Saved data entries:
___
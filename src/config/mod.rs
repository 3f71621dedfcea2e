//! Configuration layer: typed settings with layered precedence (file → env → CLI).

use std::{path::PathBuf, str::FromStr, time::Duration};

use clap::{Args, Parser, Subcommand, ValueHint, builder::BoolishValueParser};
use config::{Config, Environment, File};
use serde::Deserialize;
use thiserror::Error;
use tracing::level_filters::LevelFilter;

use crate::{
    domain::options::{
        DEFAULT_ARTIFACT_FILE, DEFAULT_DEPENDENCY_DIR, DEFAULT_MANIFEST_FILE,
        DEFAULT_SOURCE_EXTENSION, EngineOptions,
    },
    infra::{
        compiler::{ENTRY_PLACEHOLDER, OUTPUT_PLACEHOLDER},
        process_worker::NODE_WORKER_HOST,
    },
};

const DEFAULT_CONFIG_BASENAME: &str = "config/default";
const LOCAL_CONFIG_BASENAME: &str = "vista";
const DEFAULT_VIEWS_DIR: &str = "views";
const DEFAULT_PROJECT_ROOT: &str = ".";
const DEFAULT_COMPILER_PROGRAM: &str = "elm-make";
const DEFAULT_WORKER_PROGRAM: &str = "node";
const DEFAULT_HANDSHAKE_TIMEOUT_SECS: u64 = 10;

fn default_compiler_args() -> Vec<String> {
    [ENTRY_PLACEHOLDER, "--yes", "--output", OUTPUT_PLACEHOLDER]
        .into_iter()
        .map(String::from)
        .collect()
}

fn default_worker_args() -> Vec<String> {
    vec!["-e".to_string(), NODE_WORKER_HOST.to_string()]
}

/// Command-line arguments for the `vista` binary.
#[derive(Debug, Parser)]
#[command(
    name = "vista",
    version,
    about = "Compile a directory of views and render them through a worker"
)]
pub struct CliArgs {
    /// Optional path to a configuration file.
    #[arg(long = "config-file", env = "VISTA_CONFIG_FILE", value_name = "PATH")]
    pub config_file: Option<PathBuf>,

    /// Accepted before or after the subcommand.
    #[command(flatten)]
    pub overrides: EngineOverrides,

    #[command(subcommand)]
    pub command: Option<Command>,
}

#[derive(Debug, Subcommand, Clone)]
pub enum Command {
    /// Compile the views directory into a loadable artifact. The default.
    Compile,
    /// Render one view and print the HTML to stdout.
    Render(RenderArgs),
}

#[derive(Debug, Args, Clone)]
pub struct RenderArgs {
    /// Name of the view to render (module name or its unambiguous last segment).
    #[arg(value_name = "NAME")]
    pub name: String,

    /// Render context as a JSON document.
    #[arg(long, value_name = "JSON")]
    pub context: Option<String>,
}

#[derive(Debug, Args, Default, Clone)]
pub struct EngineOverrides {
    /// Directory holding the view modules. Also the output directory unless --out is given.
    #[arg(short = 'v', long = "views", global = true, value_name = "PATH", value_hint = ValueHint::DirPath)]
    pub views: Option<PathBuf>,

    /// Root of the host project (where its manifest lives).
    #[arg(short = 'p', long = "project", global = true, value_name = "PATH", value_hint = ValueHint::DirPath)]
    pub project: Option<PathBuf>,

    /// Directory the compiled artifact is written to.
    #[arg(short = 'o', long = "out", global = true, value_name = "PATH", value_hint = ValueHint::DirPath)]
    pub out: Option<PathBuf>,

    /// Compile even when an artifact already exists.
    #[arg(long, global = true, action = clap::ArgAction::SetTrue)]
    pub force: bool,

    /// Override the base log level (trace|debug|info|warn|error).
    #[arg(long = "log-level", global = true, value_name = "LEVEL")]
    pub log_level: Option<String>,

    /// Toggle JSON logging.
    #[arg(
        long = "log-json",
        global = true,
        value_name = "BOOL",
        value_parser = BoolishValueParser::new()
    )]
    pub log_json: Option<bool>,
}

/// Fully-resolved settings after precedence resolution and validation.
#[derive(Debug, Clone)]
pub struct Settings {
    pub logging: LoggingSettings,
    pub engine: EngineSettings,
    pub compiler: CompilerSettings,
    pub worker: WorkerSettings,
}

#[derive(Debug, Clone)]
pub struct LoggingSettings {
    pub level: LevelFilter,
    pub format: LogFormat,
}

#[derive(Debug, Clone, Copy)]
pub enum LogFormat {
    Json,
    Compact,
}

#[derive(Debug, Clone)]
pub struct EngineSettings {
    pub views_dir: PathBuf,
    pub project_root: PathBuf,
    pub output_dir: PathBuf,
    pub force_compilation: bool,
    pub build_root: PathBuf,
}

#[derive(Debug, Clone)]
pub struct CompilerSettings {
    pub program: PathBuf,
    pub args: Vec<String>,
    pub source_extension: String,
    pub manifest_file: String,
    pub dependency_dir: String,
    pub artifact_file: String,
    /// Manifest used for the generated project instead of the built-in one.
    pub engine_manifest: Option<PathBuf>,
}

#[derive(Debug, Clone)]
pub struct WorkerSettings {
    pub program: PathBuf,
    pub args: Vec<String>,
    pub handshake_timeout: Duration,
}

impl Settings {
    pub fn engine_options(&self) -> EngineOptions {
        EngineOptions::new(&self.engine.views_dir, &self.engine.project_root)
            .with_output_dir(&self.engine.output_dir)
            .with_force_compilation(self.engine.force_compilation)
            .with_build_root(&self.engine.build_root)
            .with_source_extension(&self.compiler.source_extension)
            .with_manifest_file(&self.compiler.manifest_file)
            .with_dependency_dir(&self.compiler.dependency_dir)
            .with_artifact_file(&self.compiler.artifact_file)
    }
}

#[derive(Debug, Error)]
pub enum LoadError {
    #[error("failed to build configuration: {0}")]
    Build(#[from] config::ConfigError),
    #[error("invalid configuration for `{key}`: {reason}")]
    Invalid { key: &'static str, reason: String },
}

impl LoadError {
    fn invalid(key: &'static str, reason: impl Into<String>) -> Self {
        Self::Invalid {
            key,
            reason: reason.into(),
        }
    }
}

/// Load settings using the configured precedence (file → environment → CLI).
pub fn load(cli: &CliArgs) -> Result<Settings, LoadError> {
    let mut builder = Config::builder()
        .add_source(File::with_name(DEFAULT_CONFIG_BASENAME).required(false))
        .add_source(File::with_name(LOCAL_CONFIG_BASENAME).required(false));

    if let Some(path) = cli.config_file.as_ref() {
        builder = builder.add_source(File::from(path.as_path()).required(true));
    }

    builder = builder.add_source(
        Environment::with_prefix("VISTA")
            .prefix_separator("_")
            .separator("__")
            .list_separator(" ")
            .with_list_parse_key("compiler.args")
            .with_list_parse_key("worker.args")
            .try_parsing(true),
    );

    let mut raw: RawSettings = builder.build()?.try_deserialize()?;

    raw.apply_engine_overrides(&cli.overrides);

    Settings::from_raw(raw)
}

#[derive(Debug, Clone, Deserialize, Default)]
#[serde(default)]
struct RawSettings {
    logging: RawLoggingSettings,
    engine: RawEngineSettings,
    compiler: RawCompilerSettings,
    worker: RawWorkerSettings,
}

impl RawSettings {
    fn apply_engine_overrides(&mut self, overrides: &EngineOverrides) {
        if let Some(views) = overrides.views.as_ref() {
            self.engine.views_dir = Some(views.clone());
            if overrides.out.is_none() {
                self.engine.output_dir = Some(views.clone());
            }
        }
        if let Some(project) = overrides.project.as_ref() {
            self.engine.project_root = Some(project.clone());
        }
        if let Some(out) = overrides.out.as_ref() {
            self.engine.output_dir = Some(out.clone());
        }
        if overrides.force {
            self.engine.force_compilation = Some(true);
        }
        if let Some(level) = overrides.log_level.as_ref() {
            self.logging.level = Some(level.clone());
        }
        if let Some(json) = overrides.log_json {
            self.logging.json = Some(json);
        }
    }
}

impl Settings {
    fn from_raw(raw: RawSettings) -> Result<Self, LoadError> {
        let RawSettings {
            logging,
            engine,
            compiler,
            worker,
        } = raw;

        let logging = build_logging_settings(logging)?;
        let engine = build_engine_settings(engine)?;
        let compiler = build_compiler_settings(compiler)?;
        let worker = build_worker_settings(worker)?;

        Ok(Self {
            logging,
            engine,
            compiler,
            worker,
        })
    }
}

fn build_logging_settings(logging: RawLoggingSettings) -> Result<LoggingSettings, LoadError> {
    let level = match logging.level {
        Some(level) => LevelFilter::from_str(level.as_str()).map_err(|err| {
            LoadError::invalid("logging.level", format!("failed to parse: {err}"))
        })?,
        None => LevelFilter::INFO,
    };

    let format = if logging.json.unwrap_or(false) {
        LogFormat::Json
    } else {
        LogFormat::Compact
    };

    Ok(LoggingSettings { level, format })
}

fn build_engine_settings(engine: RawEngineSettings) -> Result<EngineSettings, LoadError> {
    let views_dir = non_empty_path(engine.views_dir, DEFAULT_VIEWS_DIR, "engine.views_dir")?;
    let project_root = non_empty_path(
        engine.project_root,
        DEFAULT_PROJECT_ROOT,
        "engine.project_root",
    )?;
    let output_dir = match engine.output_dir {
        Some(dir) if dir.as_os_str().is_empty() => {
            return Err(LoadError::invalid("engine.output_dir", "must not be empty"));
        }
        Some(dir) => dir,
        None => views_dir.clone(),
    };
    let build_root = engine
        .build_root
        .filter(|dir| !dir.as_os_str().is_empty())
        .unwrap_or_else(std::env::temp_dir);

    Ok(EngineSettings {
        views_dir,
        project_root,
        output_dir,
        force_compilation: engine.force_compilation.unwrap_or(false),
        build_root,
    })
}

fn build_compiler_settings(compiler: RawCompilerSettings) -> Result<CompilerSettings, LoadError> {
    let program = non_empty_path(compiler.program, DEFAULT_COMPILER_PROGRAM, "compiler.program")?;

    let args = compiler.args.unwrap_or_else(default_compiler_args);
    for placeholder in [ENTRY_PLACEHOLDER, OUTPUT_PLACEHOLDER] {
        if !args.iter().any(|arg| arg.contains(placeholder)) {
            return Err(LoadError::invalid(
                "compiler.args",
                format!("must reference {placeholder}"),
            ));
        }
    }

    let source_extension = compiler
        .source_extension
        .unwrap_or_else(|| DEFAULT_SOURCE_EXTENSION.to_string())
        .trim()
        .trim_start_matches('.')
        .to_string();
    if source_extension.is_empty() {
        return Err(LoadError::invalid(
            "compiler.source_extension",
            "must not be empty",
        ));
    }

    let manifest_file = file_name(
        compiler.manifest_file,
        DEFAULT_MANIFEST_FILE,
        "compiler.manifest_file",
    )?;
    let dependency_dir = file_name(
        compiler.dependency_dir,
        DEFAULT_DEPENDENCY_DIR,
        "compiler.dependency_dir",
    )?;
    let artifact_file = file_name(
        compiler.artifact_file,
        DEFAULT_ARTIFACT_FILE,
        "compiler.artifact_file",
    )?;

    Ok(CompilerSettings {
        program,
        args,
        source_extension,
        manifest_file,
        dependency_dir,
        artifact_file,
        engine_manifest: compiler
            .engine_manifest
            .filter(|path| !path.as_os_str().is_empty()),
    })
}

fn build_worker_settings(worker: RawWorkerSettings) -> Result<WorkerSettings, LoadError> {
    let program = non_empty_path(worker.program, DEFAULT_WORKER_PROGRAM, "worker.program")?;
    let handshake_secs = worker
        .handshake_timeout_seconds
        .unwrap_or(DEFAULT_HANDSHAKE_TIMEOUT_SECS);
    if handshake_secs == 0 {
        return Err(LoadError::invalid(
            "worker.handshake_timeout_seconds",
            "must be greater than zero",
        ));
    }

    Ok(WorkerSettings {
        program,
        args: worker.args.unwrap_or_else(default_worker_args),
        handshake_timeout: Duration::from_secs(handshake_secs),
    })
}

fn non_empty_path(
    value: Option<PathBuf>,
    default: &str,
    key: &'static str,
) -> Result<PathBuf, LoadError> {
    let path = value.unwrap_or_else(|| PathBuf::from(default));
    if path.as_os_str().is_empty() {
        return Err(LoadError::invalid(key, "must not be empty"));
    }
    Ok(path)
}

fn file_name(value: Option<String>, default: &str, key: &'static str) -> Result<String, LoadError> {
    let name = value.unwrap_or_else(|| default.to_string());
    let trimmed = name.trim();
    if trimmed.is_empty() {
        return Err(LoadError::invalid(key, "must not be empty"));
    }
    if trimmed.contains(['/', '\\']) {
        return Err(LoadError::invalid(
            key,
            "must be a file name, not a path",
        ));
    }
    Ok(trimmed.to_string())
}

#[derive(Debug, Clone, Deserialize, Default)]
#[serde(default)]
struct RawLoggingSettings {
    level: Option<String>,
    json: Option<bool>,
}

#[derive(Debug, Clone, Deserialize, Default)]
#[serde(default)]
struct RawEngineSettings {
    views_dir: Option<PathBuf>,
    project_root: Option<PathBuf>,
    output_dir: Option<PathBuf>,
    force_compilation: Option<bool>,
    build_root: Option<PathBuf>,
}

#[derive(Debug, Clone, Deserialize, Default)]
#[serde(default)]
struct RawCompilerSettings {
    program: Option<PathBuf>,
    args: Option<Vec<String>>,
    source_extension: Option<String>,
    manifest_file: Option<String>,
    dependency_dir: Option<String>,
    artifact_file: Option<String>,
    engine_manifest: Option<PathBuf>,
}

#[derive(Debug, Clone, Deserialize, Default)]
#[serde(default)]
struct RawWorkerSettings {
    program: Option<PathBuf>,
    args: Option<Vec<String>>,
    handshake_timeout_seconds: Option<u64>,
}

/// Resolve configuration using the supplied CLI arguments, returning both for downstream use.
pub fn load_with_cli() -> Result<(CliArgs, Settings), LoadError> {
    let args = CliArgs::parse();
    let settings = load(&args)?;
    Ok((args, settings))
}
___
WORK INSTRUCTIONS: Give back, exactly as written, the stretch from the line with "self.engine.views_dir = Some(views.clone());" through the line with "self.logging.level = Some(level.clone());", and no other lines from the records above.

ANSWER SECTION:
            self.engine.views_dir = Some(views.clone());
            if overrides.out.is_none() {
                self.engine.output_dir = Some(views.clone());
            }
        }
        if let Some(project) = overrides.project.as_ref() {
            self.engine.project_root = Some(project.clone());
        }
        if let Some(out) = overrides.out.as_ref() {
            self.engine.output_dir = Some(out.clone());
        }
        if overrides.force {
            self.engine.force_compilation = Some(true);
        }
        if let Some(level) = overrides.log_level.as_ref() {
            self.logging.level = Some(level.clone());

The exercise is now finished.